## What you should do:
Reading the records below, count the lines in which the string "tracing" appears; write the number only.

Dataset entries:
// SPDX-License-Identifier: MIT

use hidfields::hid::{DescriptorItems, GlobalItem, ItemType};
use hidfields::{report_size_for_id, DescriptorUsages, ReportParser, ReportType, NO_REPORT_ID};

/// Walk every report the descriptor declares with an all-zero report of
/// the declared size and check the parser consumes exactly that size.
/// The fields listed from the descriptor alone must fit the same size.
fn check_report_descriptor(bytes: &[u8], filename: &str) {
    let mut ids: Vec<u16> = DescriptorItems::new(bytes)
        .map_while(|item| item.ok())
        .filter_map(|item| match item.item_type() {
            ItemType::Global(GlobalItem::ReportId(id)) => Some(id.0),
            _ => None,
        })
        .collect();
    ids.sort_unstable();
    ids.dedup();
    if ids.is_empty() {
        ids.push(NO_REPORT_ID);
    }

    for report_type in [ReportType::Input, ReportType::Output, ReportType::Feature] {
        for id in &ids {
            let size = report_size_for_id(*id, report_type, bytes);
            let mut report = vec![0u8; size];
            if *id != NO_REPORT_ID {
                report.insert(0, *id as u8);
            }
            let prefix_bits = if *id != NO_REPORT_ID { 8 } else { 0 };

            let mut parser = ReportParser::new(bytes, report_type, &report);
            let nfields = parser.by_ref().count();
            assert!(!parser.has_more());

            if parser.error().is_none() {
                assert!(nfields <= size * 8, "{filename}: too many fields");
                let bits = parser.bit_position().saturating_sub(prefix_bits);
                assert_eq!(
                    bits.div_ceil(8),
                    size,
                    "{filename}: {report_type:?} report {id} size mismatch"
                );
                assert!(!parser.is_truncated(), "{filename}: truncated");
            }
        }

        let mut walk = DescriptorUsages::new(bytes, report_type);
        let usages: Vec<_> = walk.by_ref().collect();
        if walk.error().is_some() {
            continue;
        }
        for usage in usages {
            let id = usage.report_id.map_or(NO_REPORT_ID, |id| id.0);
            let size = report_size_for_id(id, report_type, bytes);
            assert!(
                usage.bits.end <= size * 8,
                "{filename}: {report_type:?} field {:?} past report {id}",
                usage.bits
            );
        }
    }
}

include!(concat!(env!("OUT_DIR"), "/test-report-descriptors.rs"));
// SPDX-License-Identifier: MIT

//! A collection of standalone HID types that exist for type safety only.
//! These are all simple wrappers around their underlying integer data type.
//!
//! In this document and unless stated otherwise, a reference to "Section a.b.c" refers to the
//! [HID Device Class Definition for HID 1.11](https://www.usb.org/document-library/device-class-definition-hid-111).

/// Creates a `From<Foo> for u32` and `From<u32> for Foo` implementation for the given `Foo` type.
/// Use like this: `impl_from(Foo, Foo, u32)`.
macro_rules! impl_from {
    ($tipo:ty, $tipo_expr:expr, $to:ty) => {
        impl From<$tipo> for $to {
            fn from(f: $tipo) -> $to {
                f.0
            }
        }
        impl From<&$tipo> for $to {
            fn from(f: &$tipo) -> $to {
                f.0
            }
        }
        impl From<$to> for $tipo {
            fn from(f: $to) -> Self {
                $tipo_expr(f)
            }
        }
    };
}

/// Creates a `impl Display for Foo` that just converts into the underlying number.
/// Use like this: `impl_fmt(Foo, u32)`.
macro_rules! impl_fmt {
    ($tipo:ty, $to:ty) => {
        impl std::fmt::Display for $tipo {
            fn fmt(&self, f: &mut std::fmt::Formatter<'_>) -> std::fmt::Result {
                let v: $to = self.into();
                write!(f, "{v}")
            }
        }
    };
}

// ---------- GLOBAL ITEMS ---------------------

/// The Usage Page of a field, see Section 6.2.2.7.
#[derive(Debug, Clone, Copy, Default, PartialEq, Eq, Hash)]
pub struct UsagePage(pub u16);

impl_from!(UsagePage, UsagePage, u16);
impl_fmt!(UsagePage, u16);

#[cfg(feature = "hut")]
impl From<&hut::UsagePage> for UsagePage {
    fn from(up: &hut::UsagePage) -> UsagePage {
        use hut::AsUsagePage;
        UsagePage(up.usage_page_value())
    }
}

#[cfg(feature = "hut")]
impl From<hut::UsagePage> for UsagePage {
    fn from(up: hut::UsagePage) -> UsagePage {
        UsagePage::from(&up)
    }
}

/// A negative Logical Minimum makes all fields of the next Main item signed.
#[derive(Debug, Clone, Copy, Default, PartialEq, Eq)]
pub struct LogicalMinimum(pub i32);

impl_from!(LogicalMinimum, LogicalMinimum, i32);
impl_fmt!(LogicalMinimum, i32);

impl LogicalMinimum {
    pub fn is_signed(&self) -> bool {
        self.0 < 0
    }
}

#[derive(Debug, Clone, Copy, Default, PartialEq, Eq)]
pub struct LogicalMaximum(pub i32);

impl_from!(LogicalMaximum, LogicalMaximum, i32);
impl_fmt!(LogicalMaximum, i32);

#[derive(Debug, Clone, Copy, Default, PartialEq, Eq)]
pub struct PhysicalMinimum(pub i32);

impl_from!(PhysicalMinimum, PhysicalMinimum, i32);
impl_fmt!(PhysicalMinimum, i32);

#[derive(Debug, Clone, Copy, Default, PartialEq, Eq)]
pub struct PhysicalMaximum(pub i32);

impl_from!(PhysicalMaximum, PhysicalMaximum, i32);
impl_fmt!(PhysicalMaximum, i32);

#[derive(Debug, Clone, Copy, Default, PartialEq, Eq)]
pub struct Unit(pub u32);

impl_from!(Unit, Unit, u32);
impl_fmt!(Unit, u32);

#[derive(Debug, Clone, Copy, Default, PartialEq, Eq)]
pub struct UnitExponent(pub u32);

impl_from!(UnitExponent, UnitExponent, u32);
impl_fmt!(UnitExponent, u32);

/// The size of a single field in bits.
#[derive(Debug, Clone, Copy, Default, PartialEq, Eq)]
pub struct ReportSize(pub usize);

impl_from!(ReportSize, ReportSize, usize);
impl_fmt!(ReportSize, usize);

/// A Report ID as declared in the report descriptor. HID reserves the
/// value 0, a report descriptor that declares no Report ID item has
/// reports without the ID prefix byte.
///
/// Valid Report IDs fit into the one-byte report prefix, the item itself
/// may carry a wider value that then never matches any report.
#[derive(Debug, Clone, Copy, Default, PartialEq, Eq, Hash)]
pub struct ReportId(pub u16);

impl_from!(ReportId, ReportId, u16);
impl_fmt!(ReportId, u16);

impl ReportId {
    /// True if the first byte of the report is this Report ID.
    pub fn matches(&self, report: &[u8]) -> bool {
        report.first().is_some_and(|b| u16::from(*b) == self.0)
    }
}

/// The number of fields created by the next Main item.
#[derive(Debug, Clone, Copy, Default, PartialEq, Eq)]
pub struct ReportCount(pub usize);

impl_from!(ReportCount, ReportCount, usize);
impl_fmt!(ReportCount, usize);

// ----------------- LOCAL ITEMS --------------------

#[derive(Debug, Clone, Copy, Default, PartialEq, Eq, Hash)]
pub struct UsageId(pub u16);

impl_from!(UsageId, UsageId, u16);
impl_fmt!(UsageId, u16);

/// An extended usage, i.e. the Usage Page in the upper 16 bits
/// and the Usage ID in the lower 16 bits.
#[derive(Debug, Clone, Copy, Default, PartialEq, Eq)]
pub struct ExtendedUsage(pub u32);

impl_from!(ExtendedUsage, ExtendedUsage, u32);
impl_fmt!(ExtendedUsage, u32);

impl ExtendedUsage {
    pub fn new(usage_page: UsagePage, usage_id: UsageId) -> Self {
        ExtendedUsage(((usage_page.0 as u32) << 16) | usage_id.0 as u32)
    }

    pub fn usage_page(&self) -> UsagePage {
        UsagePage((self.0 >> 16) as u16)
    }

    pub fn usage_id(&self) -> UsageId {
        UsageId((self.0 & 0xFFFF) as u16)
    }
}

* * *

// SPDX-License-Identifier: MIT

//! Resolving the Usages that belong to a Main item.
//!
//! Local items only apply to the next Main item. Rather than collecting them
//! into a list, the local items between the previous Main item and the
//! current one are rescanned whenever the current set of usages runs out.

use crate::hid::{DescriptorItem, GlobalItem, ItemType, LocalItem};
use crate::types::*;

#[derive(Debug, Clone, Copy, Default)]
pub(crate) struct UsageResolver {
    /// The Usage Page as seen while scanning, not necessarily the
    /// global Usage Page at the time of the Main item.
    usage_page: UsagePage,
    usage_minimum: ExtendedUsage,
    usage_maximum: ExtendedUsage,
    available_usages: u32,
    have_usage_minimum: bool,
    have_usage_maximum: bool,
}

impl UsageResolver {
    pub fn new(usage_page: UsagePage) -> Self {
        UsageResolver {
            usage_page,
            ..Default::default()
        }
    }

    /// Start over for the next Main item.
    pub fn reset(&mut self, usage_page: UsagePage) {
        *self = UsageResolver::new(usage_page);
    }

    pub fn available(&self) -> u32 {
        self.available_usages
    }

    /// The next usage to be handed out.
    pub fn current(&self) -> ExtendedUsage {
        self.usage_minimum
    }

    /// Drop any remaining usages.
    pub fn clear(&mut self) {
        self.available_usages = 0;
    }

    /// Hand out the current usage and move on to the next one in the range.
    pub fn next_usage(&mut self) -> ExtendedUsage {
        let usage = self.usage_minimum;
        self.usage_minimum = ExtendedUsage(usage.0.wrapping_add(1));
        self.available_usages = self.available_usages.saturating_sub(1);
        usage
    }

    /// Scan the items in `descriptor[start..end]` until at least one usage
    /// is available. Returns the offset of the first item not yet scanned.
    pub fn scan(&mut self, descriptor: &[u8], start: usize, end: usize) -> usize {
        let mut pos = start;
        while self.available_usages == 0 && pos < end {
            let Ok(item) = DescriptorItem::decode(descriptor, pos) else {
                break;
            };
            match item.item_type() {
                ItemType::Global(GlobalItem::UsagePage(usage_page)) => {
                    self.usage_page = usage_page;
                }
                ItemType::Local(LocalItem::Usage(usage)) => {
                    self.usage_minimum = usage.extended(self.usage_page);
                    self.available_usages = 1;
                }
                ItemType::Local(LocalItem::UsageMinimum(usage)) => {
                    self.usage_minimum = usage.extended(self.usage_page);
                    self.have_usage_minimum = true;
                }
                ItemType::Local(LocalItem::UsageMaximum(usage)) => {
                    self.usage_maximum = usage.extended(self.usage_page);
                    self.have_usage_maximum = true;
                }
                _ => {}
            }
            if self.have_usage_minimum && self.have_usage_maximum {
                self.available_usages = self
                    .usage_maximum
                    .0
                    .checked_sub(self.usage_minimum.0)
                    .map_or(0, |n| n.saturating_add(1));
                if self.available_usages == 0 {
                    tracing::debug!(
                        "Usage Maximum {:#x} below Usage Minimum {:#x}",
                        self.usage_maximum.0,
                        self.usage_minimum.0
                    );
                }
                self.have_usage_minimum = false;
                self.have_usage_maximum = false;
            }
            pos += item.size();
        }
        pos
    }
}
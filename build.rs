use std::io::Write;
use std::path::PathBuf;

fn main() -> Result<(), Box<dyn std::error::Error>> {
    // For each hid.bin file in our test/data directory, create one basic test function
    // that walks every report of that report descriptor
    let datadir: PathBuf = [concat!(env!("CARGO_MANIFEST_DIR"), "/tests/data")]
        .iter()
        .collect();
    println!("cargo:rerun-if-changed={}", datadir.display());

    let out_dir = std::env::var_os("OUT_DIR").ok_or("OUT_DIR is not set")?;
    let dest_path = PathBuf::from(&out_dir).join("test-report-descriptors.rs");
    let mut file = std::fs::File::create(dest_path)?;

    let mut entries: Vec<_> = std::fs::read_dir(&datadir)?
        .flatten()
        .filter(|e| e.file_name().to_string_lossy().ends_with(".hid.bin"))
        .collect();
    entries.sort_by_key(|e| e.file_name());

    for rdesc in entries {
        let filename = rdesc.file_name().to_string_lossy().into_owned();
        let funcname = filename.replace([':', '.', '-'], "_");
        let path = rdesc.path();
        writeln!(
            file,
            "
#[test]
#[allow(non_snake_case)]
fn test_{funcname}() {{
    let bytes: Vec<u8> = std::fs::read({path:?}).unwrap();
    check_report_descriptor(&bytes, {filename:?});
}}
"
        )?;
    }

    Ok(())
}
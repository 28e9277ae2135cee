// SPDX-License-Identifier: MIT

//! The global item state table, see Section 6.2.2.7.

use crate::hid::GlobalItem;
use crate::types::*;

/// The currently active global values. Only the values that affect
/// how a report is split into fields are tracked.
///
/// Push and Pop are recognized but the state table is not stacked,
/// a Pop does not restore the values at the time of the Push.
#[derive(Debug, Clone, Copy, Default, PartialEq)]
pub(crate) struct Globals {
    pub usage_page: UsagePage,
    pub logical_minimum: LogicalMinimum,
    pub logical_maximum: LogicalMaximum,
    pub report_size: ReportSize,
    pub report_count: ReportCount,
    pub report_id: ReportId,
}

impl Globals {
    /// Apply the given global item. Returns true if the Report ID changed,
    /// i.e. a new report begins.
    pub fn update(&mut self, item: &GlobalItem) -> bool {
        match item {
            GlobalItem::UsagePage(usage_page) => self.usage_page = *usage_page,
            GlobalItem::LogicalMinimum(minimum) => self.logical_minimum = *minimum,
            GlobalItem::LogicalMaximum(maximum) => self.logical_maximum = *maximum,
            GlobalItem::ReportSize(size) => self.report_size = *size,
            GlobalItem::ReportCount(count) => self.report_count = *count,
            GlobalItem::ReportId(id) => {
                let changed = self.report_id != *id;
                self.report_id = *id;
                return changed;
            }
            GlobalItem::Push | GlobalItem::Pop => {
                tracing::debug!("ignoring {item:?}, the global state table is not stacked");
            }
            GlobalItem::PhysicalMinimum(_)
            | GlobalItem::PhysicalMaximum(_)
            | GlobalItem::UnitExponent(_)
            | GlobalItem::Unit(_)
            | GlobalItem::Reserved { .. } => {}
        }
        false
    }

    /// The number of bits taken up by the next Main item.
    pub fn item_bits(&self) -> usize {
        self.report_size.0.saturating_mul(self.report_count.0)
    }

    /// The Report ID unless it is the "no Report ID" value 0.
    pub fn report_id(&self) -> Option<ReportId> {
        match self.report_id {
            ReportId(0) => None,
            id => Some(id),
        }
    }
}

## Result of the exercise:
2